Statistics for the Behavioral Sciences

Introduction to the t statistic

Sample variance = s^2 = SS / n-1 = SS / df

Sample standard deviation = s = √SS/n-1 = √SS/df

Estimated Standard Error - is used as an estimate of the real standard error σM when the value of σ is unknown. It is computted from the sample variance or sample standard deviation and provides an estimate of the standard distance bteween a sample mean M and the population mean μ.

estimated standard error = sM = S / √n or sM = √s^2 / n

The estimated standard error of M typically is presented and computed using variance

2 reasons for making this shift from standard deviation to variance:

  1. The sample variance is an unbiased statistic and provides an accurate and unbiased estimate of the population variance.
  2. Use variance for all of the different t statistics. Thus, estimated standard error = √sample variance / sample size

t statistic - is used to test hypotheses about an unknown population mean when the value of σ is unknown: t = M - μ / sM

Degrees of freedom - describes the # of scores in a sample that are independent and free to vary: df = n-1

t distribution is the complete set of t values computed for every possible random sample for a specific sample size (n) or a specific degrees of freedom (df). The t distribution approximates the shape of a normal distribution

The greater the sample size (n) is, the larger the degrees of freedom are, and the better the t distribution approximates the normal distribution.
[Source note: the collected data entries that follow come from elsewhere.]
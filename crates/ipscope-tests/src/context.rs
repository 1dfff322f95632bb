//! Test context providing access to all test infrastructure.

use crate::helpers::SwitchableFetcher;
use ipscope_cache::{
    CacheWorker, ClientRegistry, FilesystemCacheStore, Registration, WorkerConfig,
};
use ipscope_core::Result;
use ipscope_net::{HttpFetcher, IpInfoClient, LookupConfig};
use std::sync::Arc;
use std::time::Duration;
use tempfile::TempDir;
use url::Url;
use wiremock::MockServer;

/// Test context: a mock origin, a mock lookup API and a caching layer
/// storing its partitions in a temporary directory.
///
/// Drop this to stop the servers and remove the directory.
pub struct TestContext {
    pub origin: MockServer,
    pub api: MockServer,
    pub cache_dir: TempDir,
    pub store: Arc<FilesystemCacheStore>,
    pub network: Arc<SwitchableFetcher>,
    pub clients: Arc<ClientRegistry>,
    pub registration: Arc<Registration>,
}

impl TestContext {
    pub async fn new() -> Self {
        crate::init_test_logging();

        let (origin, api) = tokio::join!(MockServer::start(), MockServer::start());
        let cache_dir = tempfile::tempdir().expect("Failed to create cache dir");
        let store = Arc::new(FilesystemCacheStore::new(cache_dir.path()));
        let http = HttpFetcher::new(Duration::from_secs(5)).expect("Failed to create fetcher");
        let network = Arc::new(SwitchableFetcher::new(Arc::new(http)));
        let clients = Arc::new(ClientRegistry::new());
        let registration = Arc::new(Registration::new(clients.clone()));

        Self {
            origin,
            api,
            cache_dir,
            store,
            network,
            clients,
            registration,
        }
    }

    /// Absolute URL on the mock origin.
    pub fn url(&self, path: &str) -> Url {
        Url::parse(&self.origin.uri())
            .and_then(|base| base.join(path))
            .expect("Invalid origin URL")
    }

    /// Worker settings for the mock origin at `version`.
    ///
    /// Partitions are named `static-{version}` and `dynamic-{version}`.
    pub fn worker_config(&self, version: &str) -> WorkerConfig {
        let mut config = WorkerConfig::for_origin(self.origin.uri(), version)
            .with_app_name("")
            .with_static_files(["/", "/style.css"])
            .with_fetch_timeout(Duration::from_secs(2));
        // Both servers share a host, so the API is told apart by its prefix.
        config.network_only = vec![format!("{}/", self.api.uri())];
        config.dynamic_files = vec![self.url("/css2?family=Inter").to_string()];
        config
    }

    pub fn worker(&self, config: WorkerConfig) -> Result<Arc<CacheWorker>> {
        Ok(Arc::new(CacheWorker::new(
            config,
            self.store.clone(),
            self.network.clone(),
            self.clients.clone(),
        )?))
    }

    pub fn lookup_config(&self) -> LookupConfig {
        LookupConfig::default()
            .with_base_url(self.api.uri())
            .with_token("test-token")
    }

    /// Lookup client routed through the caching layer.
    pub fn routed_lookup(&self) -> IpInfoClient {
        IpInfoClient::with_fetcher(self.lookup_config(), self.registration.clone())
    }

    pub fn set_offline(&self, offline: bool) {
        self.network.set_offline(offline);
    }

    /// A second store over the same directory, as after a restart.
    pub fn reopen_store(&self) -> FilesystemCacheStore {
        FilesystemCacheStore::new(self.cache_dir.path())
    }
}
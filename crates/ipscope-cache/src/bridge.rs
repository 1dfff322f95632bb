//! Client messaging bridge.
//!
//! Tracks the open application instances, which worker version controls
//! each of them, and delivers outbound broadcasts over per-client channels.

use ipscope_core::{ClientId, IpSnapshot, OutboundMessage};
use std::collections::HashMap;
use tokio::sync::{RwLock, mpsc};
use tracing::{debug, info};

struct ClientSlot {
    controller: Option<String>,
    tx: mpsc::UnboundedSender<OutboundMessage>,
}

/// A connected application instance's end of the bridge.
pub struct ClientConnection {
    pub id: ClientId,
    pub rx: mpsc::UnboundedReceiver<OutboundMessage>,
}

/// Registry of open application instances.
#[derive(Default)]
pub struct ClientRegistry {
    clients: RwLock<HashMap<ClientId, ClientSlot>>,
}

impl ClientRegistry {
    pub fn new() -> Self {
        Self::default()
    }

    /// Connect a new, uncontrolled client.
    pub async fn connect(&self) -> ClientConnection {
        let (tx, rx) = mpsc::unbounded_channel();
        let id = ClientId::new();
        self.clients.write().await.insert(
            id,
            ClientSlot {
                controller: None,
                tx,
            },
        );
        debug!(client_id = %id, "Client connected");
        ClientConnection { id, rx }
    }

    /// Returns whether the client was connected.
    pub async fn disconnect(&self, id: ClientId) -> bool {
        let removed = self.clients.write().await.remove(&id).is_some();
        if removed {
            debug!(client_id = %id, "Client disconnected");
        }
        removed
    }

    pub async fn len(&self) -> usize {
        self.clients.read().await.len()
    }

    pub async fn is_empty(&self) -> bool {
        self.clients.read().await.is_empty()
    }

    /// Make `version` the controller of every open client.
    pub async fn claim(&self, version: &str) -> usize {
        let mut clients = self.clients.write().await;
        for slot in clients.values_mut() {
            slot.controller = Some(version.to_string());
        }
        info!(version = %version, clients = clients.len(), "Claimed open clients");
        clients.len()
    }

    /// Version controlling a client, if any.
    pub async fn controller_of(&self, id: ClientId) -> Option<String> {
        self.clients
            .read()
            .await
            .get(&id)
            .and_then(|slot| slot.controller.clone())
    }

    /// Send a message to every open client. Clients whose receiving end
    /// is gone are dropped. Returns the number of deliveries.
    pub async fn broadcast(&self, message: OutboundMessage) -> usize {
        let mut clients = self.clients.write().await;
        let mut delivered = 0;
        clients.retain(|id, slot| match slot.tx.send(message.clone()) {
            Ok(()) => {
                delivered += 1;
                true
            }
            Err(_) => {
                debug!(client_id = %id, "Dropping closed client");
                false
            }
        });
        delivered
    }
}

/// An application instance's view of the bridge: decides on its own
/// whether a broadcast snapshot is news.
#[derive(Debug, Clone, Default)]
pub struct ClientSession {
    last_ip: Option<String>,
}

impl ClientSession {
    pub fn new(last_ip: Option<String>) -> Self {
        Self { last_ip }
    }

    pub fn last_ip(&self) -> Option<&str> {
        self.last_ip.as_deref()
    }

    /// Record an observed snapshot; returns whether the address changed.
    pub fn observe(&mut self, snapshot: &IpSnapshot) -> bool {
        let changed = self.last_ip.as_deref() != Some(snapshot.ip.as_str());
        self.last_ip = Some(snapshot.ip.clone());
        changed
    }

    /// Handle an outbound message. Returns the snapshot when it carries a
    /// new address.
    pub fn handle(&mut self, message: &OutboundMessage) -> Option<IpSnapshot> {
        match message {
            OutboundMessage::IpUpdate(snapshot) => {
                if self.observe(snapshot) {
                    Some(snapshot.clone())
                } else {
                    None
                }
            }
        }
    }
}

#[cfg(test)]
mod tests {
    use super::*;

    #[tokio::test]
    async fn test_connect_and_disconnect() {
        let registry = ClientRegistry::new();
        let a = registry.connect().await;
        let b = registry.connect().await;
        assert_eq!(registry.len().await, 2);

        assert!(registry.disconnect(a.id).await);
        assert!(!registry.disconnect(a.id).await);
        assert_eq!(registry.len().await, 1);

        registry.disconnect(b.id).await;
        assert!(registry.is_empty().await);
    }

    #[tokio::test]
    async fn test_claim_sets_controller() {
        let registry = ClientRegistry::new();
        let client = registry.connect().await;
        assert_eq!(registry.controller_of(client.id).await, None);

        assert_eq!(registry.claim("ipscope-v2").await, 1);
        assert_eq!(
            registry.controller_of(client.id).await.as_deref(),
            Some("ipscope-v2")
        );
    }

    #[tokio::test]
    async fn test_broadcast_reaches_every_client() {
        let registry = ClientRegistry::new();
        let mut a = registry.connect().await;
        let mut b = registry.connect().await;

        let msg = OutboundMessage::IpUpdate(IpSnapshot::new("203.0.113.7"));
        assert_eq!(registry.broadcast(msg.clone()).await, 2);

        assert_eq!(a.rx.recv().await, Some(msg.clone()));
        assert_eq!(b.rx.recv().await, Some(msg));
    }

    #[tokio::test]
    async fn test_broadcast_drops_closed_clients() {
        let registry = ClientRegistry::new();
        let a = registry.connect().await;
        let _b = registry.connect().await;
        drop(a.rx);

        let msg = OutboundMessage::IpUpdate(IpSnapshot::new("203.0.113.7"));
        assert_eq!(registry.broadcast(msg).await, 1);
        assert_eq!(registry.len().await, 1);
    }

    #[test]
    fn test_session_reports_only_changes() {
        let mut session = ClientSession::new(Some("203.0.113.7".into()));

        let same = OutboundMessage::IpUpdate(IpSnapshot::new("203.0.113.7"));
        assert!(session.handle(&same).is_none());

        let changed = OutboundMessage::IpUpdate(IpSnapshot::new("198.51.100.9"));
        let snapshot = session.handle(&changed).unwrap();
        assert_eq!(snapshot.ip, "198.51.100.9");
        assert_eq!(session.last_ip(), Some("198.51.100.9"));
    }

    #[test]
    fn test_session_without_history_treats_first_update_as_change() {
        let mut session = ClientSession::default();
        let msg = OutboundMessage::IpUpdate(IpSnapshot::new("203.0.113.7"));
        assert!(session.handle(&msg).is_some());
    }
}
//! Error types for ipscope.

use thiserror::Error;

#[derive(Debug, Error)]
pub enum Error {
    // Network errors
    #[error("Network error: {0}")]
    Network(String),

    #[error("Request timed out after {ms} ms: {url}")]
    Timeout { url: String, ms: u64 },

    #[error("Upstream returned HTTP {status}: {url}")]
    UpstreamStatus { status: u16, url: String },

    #[error("Offline and no cached response for {0}")]
    Offline(String),

    // Cache store errors
    #[error("Cache store error: {0}")]
    CacheStore(String),

    #[error("Cache quota exceeded for partition {partition} ({limit} entries)")]
    QuotaExceeded { partition: String, limit: usize },

    #[error("Cache partition not found: {0}")]
    PartitionNotFound(String),

    // Lifecycle errors
    #[error("Install failed for {url}: {reason}")]
    InstallFailed { url: String, reason: String },

    #[error("Invalid lifecycle transition from {from} to {to}")]
    InvalidState { from: String, to: String },

    // Protocol errors
    #[error("Invalid message: {0}")]
    InvalidMessage(String),

    #[error("Invalid IP snapshot: {0}")]
    InvalidSnapshot(String),

    #[error("Invalid URL: {0}")]
    InvalidUrl(String),

    // Infrastructure errors
    #[error("Configuration error: {0}")]
    Config(String),

    #[error("IO error: {0}")]
    Io(#[from] std::io::Error),

    #[error("Serialization error: {0}")]
    Serialization(String),

    #[error("Internal error: {0}")]
    Internal(String),
}

impl Error {
    /// Whether this error is a network failure a strategy may recover from
    /// by falling back to the cache.
    pub fn is_network(&self) -> bool {
        matches!(
            self,
            Error::Network(_) | Error::Timeout { .. } | Error::UpstreamStatus { .. } | Error::Offline(_)
        )
    }

    /// Whether this error originated in the cache store.
    pub fn is_cache_store(&self) -> bool {
        matches!(
            self,
            Error::CacheStore(_)
                | Error::QuotaExceeded { .. }
                | Error::PartitionNotFound(_)
                | Error::Serialization(_)
                | Error::Io(_)
        )
    }
}

pub type Result<T> = std::result::Result<T, Error>;

impl From<serde_json::Error> for Error {
    fn from(err: serde_json::Error) -> Self {
        Error::Serialization(err.to_string())
    }
}

impl From<url::ParseError> for Error {
    fn from(err: url::ParseError) -> Self {
        Error::InvalidUrl(err.to_string())
    }
}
The shape of a t distribution: as df get large, the t distribution gets closer in shape to a normal z-score distribution. The t distribution has more variability than a normal z distribution, therefore the t distribution tends to be flatter and more spread out, whereas the normal z distribution has more of a central peak

t distribution table- the numbers in the table are the values of t that separate the tail from the main body of the distribution. Proportions for one or two tails are listed at the top of the table and the df values are listed in the first column

Hypothesis Test with t Statistic

t = sample mean (from the data) - population mean (hypothesized from null hypothesis) / estimated standard error (computed from the sample data

Step 1: State the Hypothesis and Select an Alpha Level

Step 2: Locate the Critical Region

Step 3: Calculate the t statistic t = M - μ / Sm

Make a Decision regarding the null hypothesis

Two assumptions of the t test:
1- the values in the sample must consist of independent observations
2- The population sampled must be normal

Estimated Cohen's d: mean difference / sample standard deviation - M - μ / s

Percentage of variance accounted for by the treatment - a measure of effect size that determines what portion of the variability in the scores can be accounted for by the treatment effect

Confidence Interval - an interval, or range of values centered around a sample statistic. The logic behind a confidence interval is that a sample statistic, such as a sample mean, should be relatively near to the corresponding population parameter

Correlation - a statistical technique that is used to measure and describe the relationship between two variables

A correlation requires two scores for each individual. (One score from each of the two variables. These scores normally are identified as X and Y

The direction of the relationship

in a positive correlation the two variables tend to change in the same direction: as the value of the X variable increases from one individual to another, the Y variable also tends to increase; when the X variable decreases. the y variable also decreases

In a negative correlation, the two variable tend to go in opposite directions. As the X variable increases, the Y variable decreases. That is, it is an inverse relationship

The form of the relationship

The most common use of correlation is to measure straight-line relationships

Strength or Consistency of the Relationship

The closer the correlation is to + or - 1.00 the stronger the correlation is. A perfect correlation always is identified by a correlation of 1.00 and indicates a perfectly consistent relationship

The Pearson Correlation measure the degree and the direction of the linear relationship between two variables

r = covariability of X and Y / variability of X and Y separately

The sum of products of deviations (SP) - a measure of the degree of covariability betwwen two variables; the degree to which they vary together

Definitional Formula: SP = Σ(X-Mx)(Y-Mx)

Computational Formula: SP = ΣXY - ΣXΣY / n

SS Formula for X variable : SS = ΣX^2 - (ΣX)^2 / n

SS formula for Y variable: SS = ΣY^2 - (ΣY)^2 / n

Pearson r correlation formula: r = SP / √SSxSSy

The value of a correltaion can be affected greatly by the range of scores represented in the data
One or two extreme data points, outliers, can have dramatic effect on the value of a correlation

The value of r^2 is called the coefficient of determination because it measures the proportion of variability in one variable that can be determined from the relationship with the other variable

Partial Correlation measures the relationship between two variables while controlling the influence of a third variable by holding it constant

Hypothesis Test with Pearson Correlation

The null hypothesis can either say there is no population correlation or that that population correlation is not positive or negative, if it is a directional or one tailed test

The alternative hypothesis can say that there is real correlation or that the population correlation is positive or negative, if it is a directional or one tailed test

Standard error for r = sr = √s-r^2 / n-2

t statistic: t = r - p / √(1-r^2) / (n-2)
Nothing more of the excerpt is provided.